[Date Prev][Date Next][Thread Prev][Thread Next][Date Index][Thread Index]
Re: [Condor-users] CondorG pools
- Date: Wed, 17 Nov 2010 21:45:35 -0600 (CST)
- From: Steven Timm <timm@xxxxxxxx>
- Subject: Re: [Condor-users] CondorG pools
Do the two nodes, manager and the other one, have a shared set
of home directories for the globus user? Globus expects
that the stdout, stderr, and proxy files will be exported to
the other worker nodes via NFS, that's what the .globus
directory is for in each user's id.
You can change this
if you know what you're doing and hack the globus scripts
to have condor transfer the files to the worker node, but it's tricky.
(tricky enough that I haven't tried it yheteven though I have several
globus-condor pools and have been running them for 6 years). You
are looking for a perl module called condor.pm about 6 directories
deep in the globus software.
On Wed, 17 Nov 2010, Roy, Kevin (LNG-SEA) wrote:
I am using condor 7.4.4 on two VMware Ubuntu machines.
I have setup Globus and can submit and run jobs. I have setup Condor
and can submit and run jobs. If there is only one machine I can use
Globus to run jobs on condor and vice versa.

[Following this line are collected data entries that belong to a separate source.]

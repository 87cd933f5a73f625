//! Eager memoized application and asynchronous operations
//!
//! [`apply`] is the eager counterpart of `lazy_apply`: the function runs
//! during refresh passes, its result is cached in the data graph, and it
//! only re-runs when an argument's identity changes. Failures latch into
//! the signal's status instead of propagating.
//!
//! [`launch_async`] has the same memoization shape but hands the work to a
//! launcher along with a reporter; the result arrives on a later pass.
//! Argument changes bump a version, and stale reports are discarded by
//! version check.

use std::cell::Cell;

use weft_identity::{CapturedId, Id};
use weft_signals::{ReadOnly, Signal, SignalTuple};

use crate::context::{Context, DatalessContext};
use crate::cursor::{get_cached_data, DataSlot};
use crate::events::is_refresh_event;
use crate::system::System;

/// Where an [`apply`] computation stands.
#[derive(Clone, Copy, Debug, PartialEq, Eq)]
pub enum ApplyStatus {
    Uncomputed,
    Ready,
    Failed,
}

pub struct ApplyData<V> {
    version: u64,
    status: ApplyStatus,
    value: Option<V>,
    error: Option<String>,
}

impl<V> Default for ApplyData<V> {
    fn default() -> Self {
        Self {
            version: 0,
            status: ApplyStatus::Uncomputed,
            value: None,
            error: None,
        }
    }
}

fn reset_apply<V>(data: &mut ApplyData<V>) {
    if data.status != ApplyStatus::Uncomputed {
        data.version += 1;
        data.status = ApplyStatus::Uncomputed;
        data.value = None;
        data.error = None;
    }
}

/// The read-only signal carrying an [`apply`] result.
///
/// Its identity is an internal version counter, bumped whenever the inputs
/// move on, so downstream caches see exactly one change per recomputation.
pub struct ApplySignal<V> {
    slot: DataSlot<ApplyData<V>>,
}

impl<V> Clone for ApplySignal<V> {
    fn clone(&self) -> Self {
        Self {
            slot: self.slot.clone(),
        }
    }
}

impl<V> ApplySignal<V> {
    pub fn status(&self) -> ApplyStatus {
        self.slot.borrow().status
    }

    /// The latched failure message, if the computation failed.
    pub fn error(&self) -> Option<String> {
        self.slot.borrow().error.clone()
    }
}

impl<V: Clone + 'static> Signal for ApplySignal<V> {
    type Value = V;
    type Dir = ReadOnly;

    fn has_value(&self) -> bool {
        self.slot.borrow().status == ApplyStatus::Ready
    }

    fn value_id(&self) -> Id {
        Id::of(self.slot.borrow().version)
    }

    fn read(&self) -> V {
        self.slot
            .borrow()
            .value
            .clone()
            .expect("apply result read before it was computed")
    }
}

/// Walk the argument tuple, capturing each argument's identity in its own
/// cached slot and calling `reset` whenever one has changed or gone
/// missing. Returns whether every argument has a value.
fn track_arguments<A: SignalTuple>(
    ctx: &mut Context,
    refresh: bool,
    args: &A,
    mut reset: impl FnMut(),
) -> bool {
    let args_ready = Cell::new(true);
    let mut visit = |has: bool, id: Id| {
        let (captured, _) = get_cached_data::<CapturedId>(ctx);
        if refresh {
            if !has {
                reset();
                args_ready.set(false);
            } else if !captured.borrow().matches(&id) {
                reset();
                captured.borrow_mut().capture(&id);
            }
        }
    };
    args.visit_ids(&mut visit);
    args_ready.get()
}

/// Eagerly apply `f` to the argument signals, memoized in the data graph.
///
/// `f` runs during a refresh pass when all arguments have values and any
/// argument's identity has changed since the last run.
pub fn apply<V, A, F>(ctx: &mut Context, mut f: F, args: A) -> ApplySignal<V>
where
    V: Clone + 'static,
    A: SignalTuple,
    F: FnMut(A::Values) -> V,
{
    try_apply(ctx, move |values| Ok(f(values)), args)
}

/// [`apply`] for fallible functions: an error latches the FAILED status
/// (and its message) into the signal instead of propagating.
pub fn try_apply<V, A, F>(ctx: &mut Context, mut f: F, args: A) -> ApplySignal<V>
where
    V: Clone + 'static,
    A: SignalTuple,
    F: FnMut(A::Values) -> anyhow::Result<V>,
{
    let (slot, _) = get_cached_data::<ApplyData<V>>(ctx);
    let refresh = is_refresh_event(ctx);
    let args_ready = {
        let slot = slot.clone();
        track_arguments(ctx, refresh, &args, move || {
            reset_apply(&mut slot.borrow_mut())
        })
    };

    if refresh {
        let should_run = slot.borrow().status == ApplyStatus::Uncomputed && args_ready;
        if should_run {
            match f(args.read_all()) {
                Ok(value) => {
                    let mut data = slot.borrow_mut();
                    data.value = Some(value);
                    data.status = ApplyStatus::Ready;
                }
                Err(error) => {
                    tracing::warn!(%error, "apply computation failed");
                    let mut data = slot.borrow_mut();
                    data.status = ApplyStatus::Failed;
                    data.error = Some(error.to_string());
                }
            }
        }
    }

    ApplySignal { slot }
}

/// Where an asynchronous operation stands.
#[derive(Clone, Copy, Debug, PartialEq, Eq)]
pub enum AsyncStatus {
    Unready,
    Launched,
    Complete,
    Failed,
}

pub struct AsyncData<V> {
    version: u64,
    status: AsyncStatus,
    value: Option<V>,
    error: Option<String>,
}

impl<V> Default for AsyncData<V> {
    fn default() -> Self {
        Self {
            version: 0,
            status: AsyncStatus::Unready,
            value: None,
            error: None,
        }
    }
}

fn reset_async<V>(data: &mut AsyncData<V>) {
    if data.status != AsyncStatus::Unready {
        data.version += 1;
        data.status = AsyncStatus::Unready;
        data.value = None;
        data.error = None;
    }
}

/// The read-only signal carrying an asynchronous result.
pub struct AsyncSignal<V> {
    slot: DataSlot<AsyncData<V>>,
}

impl<V> Clone for AsyncSignal<V> {
    fn clone(&self) -> Self {
        Self {
            slot: self.slot.clone(),
        }
    }
}

impl<V> AsyncSignal<V> {
    pub fn status(&self) -> AsyncStatus {
        self.slot.borrow().status
    }

    pub fn error(&self) -> Option<String> {
        self.slot.borrow().error.clone()
    }
}

impl<V: Clone + 'static> Signal for AsyncSignal<V> {
    type Value = V;
    type Dir = ReadOnly;

    fn has_value(&self) -> bool {
        self.slot.borrow().status == AsyncStatus::Complete
    }

    fn value_id(&self) -> Id {
        Id::of(self.slot.borrow().version)
    }

    fn read(&self) -> V {
        self.slot
            .borrow()
            .value
            .clone()
            .expect("async result read before completion")
    }
}

/// Delivers an asynchronous result back into the graph.
///
/// Deliberately not `Send`: results must come back on the thread running
/// the system. Work running elsewhere posts its result to this thread (via
/// the host's external interface) and reports from there.
pub struct AsyncReporter<V> {
    system: System,
    slot: DataSlot<AsyncData<V>>,
    version: u64,
}

impl<V> Clone for AsyncReporter<V> {
    fn clone(&self) -> Self {
        Self {
            system: self.system.clone(),
            slot: self.slot.clone(),
            version: self.version,
        }
    }
}

impl<V: Clone + 'static> AsyncReporter<V> {
    /// Deliver the operation's result and schedule a refresh.
    ///
    /// A report from an operation whose inputs have since changed is
    /// discarded; the refresh still runs so the relaunch can happen.
    pub fn report(&self, value: V) {
        let fresh = {
            let mut data = self.slot.borrow_mut();
            if data.version == self.version {
                data.value = Some(value);
                data.status = AsyncStatus::Complete;
                true
            } else {
                false
            }
        };
        if !fresh {
            tracing::debug!("stale async result discarded");
        }
        self.system.refresh();
    }
}

/// Launch an asynchronous operation over the argument signals.
///
/// During a refresh pass with all arguments present and the operation
/// unready, `launcher` is invoked with a reporter and the argument values;
/// the status moves to LAUNCHED (or FAILED if the launcher errors). A later
/// [`AsyncReporter::report`] completes it. Any argument identity change
/// resets the operation and discards in-flight results.
pub fn launch_async<'a, V, A, L>(ctx: &mut Context<'a>, launcher: L, args: A) -> AsyncSignal<V>
where
    V: Clone + 'static,
    A: SignalTuple,
    L: FnOnce(&mut DatalessContext<'a>, AsyncReporter<V>, A::Values) -> anyhow::Result<()>,
{
    let (slot, _) = get_cached_data::<AsyncData<V>>(ctx);
    let refresh = is_refresh_event(ctx);
    let args_ready = {
        let slot = slot.clone();
        track_arguments(ctx, refresh, &args, move || {
            reset_async(&mut slot.borrow_mut())
        })
    };

    if refresh {
        let should_launch = slot.borrow().status == AsyncStatus::Unready && args_ready;
        if should_launch {
            let version = slot.borrow().version;
            slot.borrow_mut().status = AsyncStatus::Launched;
            let reporter = AsyncReporter {
                system: ctx.system().clone(),
                slot: slot.clone(),
                version,
            };
            let values = args.read_all();
            if let Err(error) = launcher(ctx, reporter, values) {
                tracing::warn!(%error, "async launcher failed");
                let mut data = slot.borrow_mut();
                data.status = AsyncStatus::Failed;
                data.error = Some(error.to_string());
            }
        }
    }

    AsyncSignal { slot }
}
//! Time
//!
//! The runtime's one notion of time is a monotonically increasing
//! millisecond counter with an arbitrary start point. It wraps; consumers
//! compute deltas with wrapping arithmetic and interpret them as signed.

use std::sync::OnceLock;
use std::time::Instant;

use weft_signals::{value, Value};

use crate::context::DatalessContext;
use crate::events::is_refresh_event;

/// Monotonic milliseconds. Wraps around; compare by wrapping subtraction.
pub type Millis = u32;

/// The timing component carried by every traversal's context.
///
/// The tick counter is sampled once per pass, so it reads consistently
/// within a frame.
#[derive(Clone, Copy, Debug, Default)]
pub struct Timing {
    pub tick: Millis,
}

/// The default monotonic clock, measured from first use.
pub fn default_tick_count() -> Millis {
    static START: OnceLock<Instant> = OnceLock::new();
    let start = *START.get_or_init(Instant::now);
    Instant::now().duration_since(start).as_millis() as Millis
}

/// Request that the system refresh again soon enough for smooth animation.
///
/// Idempotent per batch: the external hook fires once, further requests
/// before the next refresh are absorbed by the refresh-needed flag.
pub fn request_animation_refresh(ctx: &mut DatalessContext) {
    ctx.system().request_animation_refresh();
}

/// The current animation tick. Calling this means something is animating,
/// so it also requests a refresh.
pub fn animation_tick(ctx: &mut DatalessContext) -> Millis {
    request_animation_refresh(ctx);
    ctx.timing().tick
}

/// [`animation_tick`] as a signal.
pub fn animation_tick_signal(ctx: &mut DatalessContext) -> Value<Millis> {
    value(animation_tick(ctx))
}

/// Milliseconds remaining until `end_tick`, or 0 if it has passed.
///
/// While time remains, refresh passes keep requesting further refreshes,
/// so the system animates until the end time is reached.
pub fn ticks_left_until(ctx: &mut DatalessContext, end_tick: Millis) -> Millis {
    let remaining = end_tick.wrapping_sub(ctx.timing().tick) as i32;
    if remaining > 0 {
        if is_refresh_event(ctx) {
            request_animation_refresh(ctx);
        }
        remaining as Millis
    } else {
        0
    }
}

#[cfg(test)]
mod tests {
    use super::*;

    #[test]
    fn test_default_tick_is_monotonic() {
        let a = default_tick_count();
        let b = default_tick_count();
        assert!(b.wrapping_sub(a) as i32 >= 0);
    }
}
//! Text views of scalar signals
//!
//! [`as_text`] presents any signal of a [`TextValue`] as a `String` signal.
//! The rendered text is memoized in the data graph, keyed by the source
//! signal's identity, so formatting runs once per value change. Writes
//! parse back into the source type and reject bad input (including
//! out-of-range integers) with a validation error the caller can display.

use weft_signals::{CanRead, Signal, ValidationError, WriteResult};

use weft_identity::Id;

use crate::context::Context;
use crate::cursor::{get_keyed_data, KeyedSignal};

/// Values that convert to and from display text.
pub trait TextValue: Clone + 'static {
    fn to_text(&self) -> String;
    fn parse_text(text: &str) -> Result<Self, ValidationError>;
}

macro_rules! impl_text_value {
    ($($ty:ty),+ $(,)?) => {$(
        impl TextValue for $ty {
            fn to_text(&self) -> String {
                self.to_string()
            }

            fn parse_text(text: &str) -> Result<Self, ValidationError> {
                text.trim().parse::<$ty>().map_err(|err| {
                    ValidationError::new(format!(
                        "not a valid {}: {err}",
                        stringify!($ty)
                    ))
                })
            }
        }
    )+};
}

impl_text_value!(
    i8, i16, i32, i64, i128, isize, u8, u16, u32, u64, u128, usize, f32, f64, bool, char,
);

impl TextValue for String {
    fn to_text(&self) -> String {
        self.clone()
    }

    fn parse_text(text: &str) -> Result<Self, ValidationError> {
        Ok(text.to_string())
    }
}

/// A `String` view of another signal. See [`as_text`].
pub struct TextView<S> {
    wrapped: S,
    text: KeyedSignal<String>,
}

impl<S: Clone> Clone for TextView<S> {
    fn clone(&self) -> Self {
        Self {
            wrapped: self.wrapped.clone(),
            text: self.text.clone(),
        }
    }
}

impl<S> Signal for TextView<S>
where
    S: Signal,
    S::Value: TextValue,
{
    type Value = String;
    type Dir = S::Dir;

    fn has_value(&self) -> bool {
        self.text.has_value()
    }

    fn value_id(&self) -> Id {
        self.text.value_id()
    }

    fn read(&self) -> String {
        self.text.read()
    }

    fn ready_to_write(&self) -> bool {
        self.wrapped.ready_to_write()
    }

    fn write(&self, text: String) -> WriteResult {
        let parsed = S::Value::parse_text(&text)?;
        self.wrapped.write(parsed)
    }
}

/// Present `signal` as text, memoizing the rendering in the data graph.
///
/// The cached string regenerates when the source signal's identity changes.
/// Writing parses the text back into the source's value type; a failed
/// parse is a validation error and leaves the source untouched.
pub fn as_text<S>(ctx: &mut Context, signal: S) -> TextView<S>
where
    S: Signal,
    S::Dir: CanRead,
    S::Value: TextValue,
{
    let key = signal.value_id();
    let (text, needs_update) = get_keyed_data::<String>(ctx, &key);
    if needs_update && signal.has_value() {
        let rendered = signal.read().to_text();
        let _ = text.write(rendered);
    }
    TextView {
        wrapped: signal,
        text,
    }
}

#[cfg(test)]
mod tests {
    use super::*;

    #[test]
    fn test_scalar_round_trips() {
        assert_eq!(42i32.to_text(), "42");
        assert_eq!(i32::parse_text("42").unwrap(), 42);
        assert_eq!(i32::parse_text(" -7 ").unwrap(), -7);
        assert_eq!(f64::parse_text("2.5").unwrap(), 2.5);
        assert_eq!(bool::parse_text("true").unwrap(), true);
    }

    #[test]
    fn test_out_of_range_integers_rejected() {
        assert!(u8::parse_text("256").is_err());
        assert!(i8::parse_text("-129").is_err());
        assert!(u32::parse_text("-1").is_err());
    }

    #[test]
    fn test_garbage_rejected() {
        assert!(i32::parse_text("twelve").is_err());
        assert!(f64::parse_text("").is_err());
    }
}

When I add a second machine and issue a submit with 5 jobs. 2-3 goes to
one machine and rest to the other machine. On the manager machine the
jobs run without a problem. On the second machine the jobs appears to
start to run and are put on hold... For the following reason (from
Hold reason: Error from helium.adiroy.com: Failed to open
26358823932351/stdout' as standard output: No such file or directory
The directory does not exist and if I create it does nothing. I have
opened my ports for GLOBUS_TCP_PORT and this too did nothing. I have
searched quite extensively on the web but cannot find any more
information. Can someone help me? Thanks in advance
The job is defined as
executable = /bin/hostname
globusscheduler = hydrogen
universe = globus
output = condorg.out.$(cluster).$(Process)
log = condorg.log.$(cluster).$(Process)
should_transfer_files = YES
when_to_transfer_output = ON_EXIT
stream_output = true
stream_error = true
Steven C. Timm, Ph.D (630) 840-8525
Fermilab Computing Division, Scientific Computing Facilities,
Grid Facilities Department, FermiGrid Services Group, Assistant Group Leader.